Tufts' community, DCA, and I myself benefited from Donald's memories and generosity, and I lost a friend last week.
Remembering Donald James Winslow (1911-2010) A'34 by Charlotte Lindgren Winslow
When Donald James Winslow was born in the then president’s house at Lasell Junior College in Auburndale, Massachusetts, he had already been destined for Tufts College. His father, Guy M. Winslow, an alumnus, was for many years a trustee of the University and a close friend of its future president, John Cousens; so he would send all four of his children to Tufts. By the time Donald graduated from Newton High School in 1929, his older brother Richard and sister Marjorie were already attending Tufts, and his younger sister Priscilla would graduate from Jackson in 1937.

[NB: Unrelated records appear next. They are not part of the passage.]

//! Turns press/release key events into per-frame held state
//!
//! Terminals report presses and auto-repeats, and only report releases when the
//! keyboard enhancement protocol is active. Without releases, a key counts as held
//! until `hold_window` passes with no further press or repeat.

use std::collections::HashMap;
use std::time::{Duration, Instant};

use super::handler::Control;
use crate::game::PlayerInput;

/// Default time a key stays held after its last press or repeat
pub const DEFAULT_HOLD_WINDOW: Duration = Duration::from_millis(250);

#[derive(Debug, Clone)]
pub struct HeldKeys {
    last_seen: HashMap<Control, Instant>,
    hold_window: Duration,
    release_events: bool,
}

impl HeldKeys {
    pub fn new(hold_window: Duration) -> Self {
        Self {
            last_seen: HashMap::new(),
            hold_window,
            release_events: false,
        }
    }

    /// Keys stay held until released; used when the terminal reports releases
    pub fn with_release_events(mut self) -> Self {
        self.release_events = true;
        self
    }

    pub fn press(&mut self, control: Control, now: Instant) {
        self.last_seen.insert(control, now);
    }

    pub fn release(&mut self, control: Control) {
        self.last_seen.remove(&control);
    }

    pub fn clear(&mut self) {
        self.last_seen.clear();
    }

    pub fn is_held(&self, control: Control, now: Instant) -> bool {
        match self.last_seen.get(&control) {
            Some(_) if self.release_events => true,
            Some(&seen) => now.saturating_duration_since(seen) <= self.hold_window,
            None => false,
        }
    }

    /// Controls held at `now`
    pub fn snapshot(&self, now: Instant) -> PlayerInput {
        PlayerInput {
            left: self.is_held(Control::Left, now),
            right: self.is_held(Control::Right, now),
            jump: self.is_held(Control::Jump, now),
        }
    }
}

impl Default for HeldKeys {
    fn default() -> Self {
        Self::new(DEFAULT_HOLD_WINDOW)
    }
}

#[cfg(test)]
mod tests {
    use super::*;

    #[test]
    fn test_press_then_expire() {
        let start = Instant::now();
        let mut held = HeldKeys::new(Duration::from_millis(100));

        held.press(Control::Left, start);

        assert!(held.is_held(Control::Left, start + Duration::from_millis(50)));
        assert!(!held.is_held(Control::Left, start + Duration::from_millis(150)));
        assert!(!held.is_held(Control::Right, start));
    }

    #[test]
    fn test_repeat_extends_hold() {
        let start = Instant::now();
        let mut held = HeldKeys::new(Duration::from_millis(100));

        held.press(Control::Right, start);
        held.press(Control::Right, start + Duration::from_millis(90));

        assert!(held.is_held(Control::Right, start + Duration::from_millis(150)));
    }

    #[test]
    fn test_release_clears_immediately() {
        let start = Instant::now();
        let mut held = HeldKeys::default();

        held.press(Control::Jump, start);
        held.release(Control::Jump);

        assert!(!held.is_held(Control::Jump, start));
    }

    #[test]
    fn test_release_mode_never_expires() {
        let start = Instant::now();
        let mut held = HeldKeys::new(Duration::from_millis(10)).with_release_events();

        held.press(Control::Left, start);
        assert!(held.is_held(Control::Left, start + Duration::from_secs(5)));

        held.release(Control::Left);
        assert!(!held.is_held(Control::Left, start + Duration::from_secs(5)));
    }

    #[test]
    fn test_snapshot() {
        let start = Instant::now();
        let mut held = HeldKeys::default();
        held.press(Control::Left, start);
        held.press(Control::Jump, start);

        let input = held.snapshot(start);
        assert_eq!(
            input,
            PlayerInput {
                left: true,
                right: false,
                jump: true,
            }
        );

        held.clear();
        assert_eq!(held.snapshot(start), PlayerInput::IDLE);
    }
}
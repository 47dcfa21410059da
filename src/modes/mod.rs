pub mod play;
pub mod record;
pub mod terminal;
pub mod train;

pub use play::{PlayMode, Screen};
pub use record::RecordMode;
pub use train::{TrainConfig, TrainMode};
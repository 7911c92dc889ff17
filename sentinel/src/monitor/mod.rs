//! Monitor assembly, cycle execution and scheduling.

pub mod engine;
pub mod scheduler;
pub mod supervisor;

pub use engine::{CycleSummary, Monitor, MonitorBuilder};
pub use scheduler::{run, spawn, spawn_with_token, MonitorHandle};
pub use supervisor::MonitorSet;
//! Entity State Store
//!
//! One [`MonitoredEntity`] per entity key, owned by the monitor and only
//! mutated by the escalation policy and action executor while the monitor's
//! lock is held.

pub mod state;
pub mod store;

pub use state::{MonitoredEntity, Tier};
pub use store::EntityStore;
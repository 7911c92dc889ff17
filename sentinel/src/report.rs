//! Per-entity snapshots supplied by the report source each cycle.

use serde::{Deserialize, Serialize};

/// The measured quantity a predicate classifies.
#[derive(Debug, Clone, Copy, PartialEq, Serialize, Deserialize)]
#[serde(untagged)]
pub enum Metric {
    /// Continuous score compared against a threshold
    Score(f64),
    /// Verdict precomputed by the source
    Flag(bool),
}

/// One entity's status for the current cycle. Never persisted by the engine.
#[derive(Debug, Clone, PartialEq, Serialize, Deserialize)]
pub struct Report {
    pub entity_key: String,
    pub metric: Metric,
    /// Opaque payload handed to the crypto collaborator before enforcement
    #[serde(default)]
    pub raw_payload: Vec<u8>,
}

impl Report {
    pub fn score(entity_key: impl Into<String>, score: f64) -> Self {
        Self {
            entity_key: entity_key.into(),
            metric: Metric::Score(score),
            raw_payload: Vec::new(),
        }
    }

    pub fn flag(entity_key: impl Into<String>, flagged: bool) -> Self {
        Self {
            entity_key: entity_key.into(),
            metric: Metric::Flag(flagged),
            raw_payload: Vec::new(),
        }
    }

    pub fn with_payload(mut self, payload: impl Into<Vec<u8>>) -> Self {
        self.raw_payload = payload.into();
        self
    }
}

/// Derived classification of a report. Recomputed every cycle.
#[derive(Debug, Clone, PartialEq, Eq, Serialize, Deserialize)]
pub struct Verdict {
    pub entity_key: String,
    pub violating: bool,
}

#[cfg(test)]
mod tests {
    use super::*;

    #[test]
    fn test_report_deserializes_both_metric_forms() {
        let scored: Report =
            serde_json::from_str(r#"{"entity_key":"user-1","metric":0.3}"#).unwrap();
        assert_eq!(scored.metric, Metric::Score(0.3));
        assert!(scored.raw_payload.is_empty());

        let flagged: Report = serde_json::from_str(
            r#"{"entity_key":"contract-9","metric":true,"raw_payload":[1,2,3]}"#,
        )
        .unwrap();
        assert_eq!(flagged.metric, Metric::Flag(true));
        assert_eq!(flagged.raw_payload, vec![1, 2, 3]);
    }

    #[test]
    fn test_builders() {
        let report = Report::score("node-4", 0.9).with_payload(b"hash-rate".to_vec());
        assert_eq!(report.entity_key, "node-4");
        assert_eq!(report.raw_payload, b"hash-rate");
    }
}
//! Escalation Policy: deterministic state machine for entity tiers
//!
//! # Escalation Ladder
//!
//! ```text
//! Clear
//!   │  first violating verdict
//!   ▼
//! Alerted ── Alert action every violating cycle while streak < threshold
//!   │  streak reaches violation_threshold
//!   ▼
//! Escalated ── Escalate action every violating cycle
//!
//! LockedDown ── only via emergency override, from any tier; terminal
//! ```
//!
//! A clear verdict zeroes the streak but never demotes the tier; only an
//! explicit manual reset does that.

pub mod policy;

pub use policy::{EscalationDecision, EscalationPolicy};
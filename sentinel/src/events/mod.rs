//! In-process pub/sub of monitor activity.
//!
//! ```text
//! ┌──────────────┐     ┌──────────────┐     ┌──────────────┐
//! │   Monitor    │────▶│  Event Bus   │────▶│  Subscribers │
//! │  (publish)   │     │  (broadcast) │     │   (recv)     │
//! └──────────────┘     └──────────────┘     └──────────────┘
//! ```

pub mod bus;
pub mod types;

pub use bus::{EventBus, SharedEventBus};
pub use types::MonitorEvent;
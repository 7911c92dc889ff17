//! Action executor: encrypt, enforce, retry.
//!
//! Retries run as an explicit bounded state machine:
//!
//! ```text
//! Attempting(1) ──fail──▶ Attempting(2) ──fail──▶ ... ──▶ Exhausted
//!      │                       │
//!      └────────success────────┴──────────────────────▶ Succeeded
//! ```
//!
//! Each attempt re-encrypts and calls the same tier's action. Failed attempts
//! never change the tier. Encrypt and enforce calls are each bounded by
//! `action_timeout`; a timeout is a failed attempt.

use std::sync::Arc;
use std::time::Duration;

use tracing::{debug, info, warn};

use super::binding::{ActionKind, TierActions};
use crate::collaborators::{Encryptor, Enforcer};
use crate::config::{EncryptionPolicy, MonitorConfig};
use crate::entity::{MonitoredEntity, Tier};
use crate::error::MonitorError;

/// What actually goes to the enforcement backend. Discarded after the call;
/// only its digest reaches the ledger.
#[derive(Debug, Clone, PartialEq, Eq)]
pub struct AuditableAction {
    pub tier: Tier,
    pub entity_key: String,
    pub encrypted_payload: Vec<u8>,
}

impl AuditableAction {
    /// blake3 hex digest of the encrypted payload.
    pub fn payload_digest(&self) -> String {
        blake3::hash(&self.encrypted_payload).to_hex().to_string()
    }
}

/// Result of one `execute` call
#[derive(Debug)]
pub enum ExecutionOutcome {
    Succeeded {
        action: ActionKind,
        attempts: u32,
        payload_digest: String,
    },
    /// Every attempt failed; a terminal Failure entry is due
    Exhausted {
        action: ActionKind,
        attempts: u32,
        last_error: MonitorError,
    },
    /// Tier has no action bound (Clear)
    Unbound { tier: Tier },
}

impl ExecutionOutcome {
    pub fn is_success(&self) -> bool {
        matches!(self, Self::Succeeded { .. })
    }

    pub fn attempts(&self) -> u32 {
        match self {
            Self::Succeeded { attempts, .. } | Self::Exhausted { attempts, .. } => *attempts,
            Self::Unbound { .. } => 0,
        }
    }
}

enum AttemptState {
    Attempting(u32),
    Succeeded { attempts: u32, payload_digest: String },
    Exhausted { attempts: u32, error: MonitorError },
}

pub struct ActionExecutor {
    encryptor: Arc<dyn Encryptor>,
    enforcer: Arc<dyn Enforcer>,
    bindings: TierActions,
    max_attempts: u32,
    call_timeout: Duration,
    retry_backoff: Duration,
    encryption_policy: EncryptionPolicy,
}

impl ActionExecutor {
    pub fn new(
        encryptor: Arc<dyn Encryptor>,
        enforcer: Arc<dyn Enforcer>,
        bindings: TierActions,
        config: &MonitorConfig,
    ) -> Self {
        Self {
            encryptor,
            enforcer,
            bindings,
            max_attempts: config.max_action_attempts.max(1),
            call_timeout: config.action_timeout,
            retry_backoff: config.retry_backoff,
            encryption_policy: config.encryption_policy,
        }
    }

    pub fn bindings(&self) -> &TierActions {
        &self.bindings
    }

    /// Run `tier`'s action for `entity`, retrying up to `max_action_attempts`.
    ///
    /// Success zeroes `entity.action_retries`; every failed attempt bumps it.
    pub async fn execute(
        &self,
        entity: &mut MonitoredEntity,
        tier: Tier,
        payload: &[u8],
    ) -> ExecutionOutcome {
        let Some(action) = self.bindings.for_tier(tier) else {
            return ExecutionOutcome::Unbound { tier };
        };

        let mut state = AttemptState::Attempting(1);
        loop {
            state = match state {
                AttemptState::Attempting(attempt) => {
                    let result = self.attempt(action, tier, &entity.key, payload).await;
                    match result {
                        Ok(payload_digest) => {
                            entity.action_retries = 0;
                            AttemptState::Succeeded {
                                attempts: attempt,
                                payload_digest,
                            }
                        }
                        Err(error) => {
                            entity.action_retries = entity.action_retries.saturating_add(1);
                            warn!(
                                entity = %entity.key,
                                action = %action,
                                attempt,
                                max_attempts = self.max_attempts,
                                "Action attempt failed: {}",
                                error
                            );
                            if attempt >= self.max_attempts || !error.is_retriable() {
                                AttemptState::Exhausted {
                                    attempts: attempt,
                                    error,
                                }
                            } else {
                                if !self.retry_backoff.is_zero() {
                                    tokio::time::sleep(self.retry_backoff).await;
                                }
                                AttemptState::Attempting(attempt + 1)
                            }
                        }
                    }
                }
                AttemptState::Succeeded {
                    attempts,
                    payload_digest,
                } => {
                    info!(entity = %entity.key, action = %action, attempts, "Action succeeded");
                    return ExecutionOutcome::Succeeded {
                        action,
                        attempts,
                        payload_digest,
                    };
                }
                AttemptState::Exhausted { attempts, error } => {
                    return ExecutionOutcome::Exhausted {
                        action,
                        attempts,
                        last_error: error,
                    };
                }
            };
        }
    }

    async fn attempt(
        &self,
        action: ActionKind,
        tier: Tier,
        entity_key: &str,
        payload: &[u8],
    ) -> Result<String, MonitorError> {
        let auditable = AuditableAction {
            tier,
            entity_key: entity_key.to_string(),
            encrypted_payload: self.encrypt(entity_key, payload).await?,
        };

        let call = self
            .enforcer
            .enforce(action, entity_key, &auditable.encrypted_payload);
        match tokio::time::timeout(self.call_timeout, call).await {
            Ok(true) => {
                debug!(entity = entity_key, action = %action, "Enforcement accepted");
                Ok(auditable.payload_digest())
            }
            Ok(false) => Err(MonitorError::ActionRejected {
                action,
                entity: entity_key.to_string(),
            }),
            Err(_) => Err(MonitorError::timeout(
                format!("{} call", action),
                self.call_timeout,
            )),
        }
    }

    async fn encrypt(&self, entity_key: &str, payload: &[u8]) -> Result<Vec<u8>, MonitorError> {
        let error = match tokio::time::timeout(self.call_timeout, self.encryptor.encrypt(payload))
            .await
        {
            Ok(Ok(ciphertext)) => return Ok(ciphertext),
            Ok(Err(e)) => MonitorError::EncryptionFailure {
                entity: entity_key.to_string(),
                reason: e.to_string(),
            },
            Err(_) => MonitorError::timeout("encrypt", self.call_timeout),
        };

        match self.encryption_policy {
            EncryptionPolicy::FailClosed => Err(error),
            EncryptionPolicy::FailOpen => {
                warn!(
                    entity = entity_key,
                    "Encryption failed, proceeding with empty payload (fail-open): {}", error
                );
                Ok(Vec::new())
            }
        }
    }
}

Both Donald and his brother Richard (1930) joined the fraternity Delta Upsilon and were elected to Phi Beta Kappa. He took most pride though in being on the staff of the Tufts Weekly, becoming Editor-in-Chief in his senior year. He not only wrote many articles for it, but also learned to run the hand presses. In 1934, he received his A.B. degree, but it was the height of the Great Depression and there were no jobs available. During those years, Tufts offered a free Masters Degree to anyone who studied at Tufts for another year, which Donald did, receiving an A.M. degree in 1935.
Donald had a distinguished academic career. He earned a Ph.D. from Boston University in 1942 the same day that he joined the USAF Weather Service where he served until 1946. He was a professor at Boston University for forty-three years and Chairman of the English Department from 1952-1962. He established one of the earliest courses in Biography in the United States and wrote a number of articles and monographs on Thomas Hardy. He also published a Glossary of Terms on Life Writing and for years was bibliographer for the journal Biography published by the University of Hawaii.
He had two sons by his first wife Lois Nelson : Paul and Sanford. He enjoyed showing them the New York Natural History Museum’s permanent exhibit of the wax models of a salamander skull that his father had made at Tufts as part of his doctoral studies in 1898.
Donald became Boston University Professor Emeritus in 1977. In 1978 he married Charlotte Lindgren, a professor of English at Emerson College. When he moved to her hometown of Ipswich, he was delighted to read a column in the local paper by his old Tufts English Professor Myron Files. He contacted him and his wife and the two couples saw each other frequently until Myron’s death in 1984.
After retirement Donald returned to his interest in Lasell College and in the early education of women. He and Charlotte moved to Auburndale where he published Lasell: A History of the First Junior College for Women and established the college archives. They spent summers in Dorset, England, where they both did research and were active in community life. At their marriage in Oxford, England, their best man had been Walter Judson, Don’s old Tufts College dorm mate, and Don’s last letter before his death was to Walt, now 96, who still does consulting as a heart specialist in Indianapolis, Indiana.
Don had a deep attachment to Tufts his whole life and recently wrote a series of remembrances for the archives at Tufts, the Digital Collections and Archives, used to create the online biographical exhibit Memories of Tufts: Donald J. Winslow (A’34). Donald remembered Jumbo, the Rez when it was still a reservoir, the old hand set printing presses, and his family’s first crystal radio set where they could hear through the single pair of earphones the broadcasts from WGI, Tufts’s early radio station. A piece of University history has truly been lost with his passing.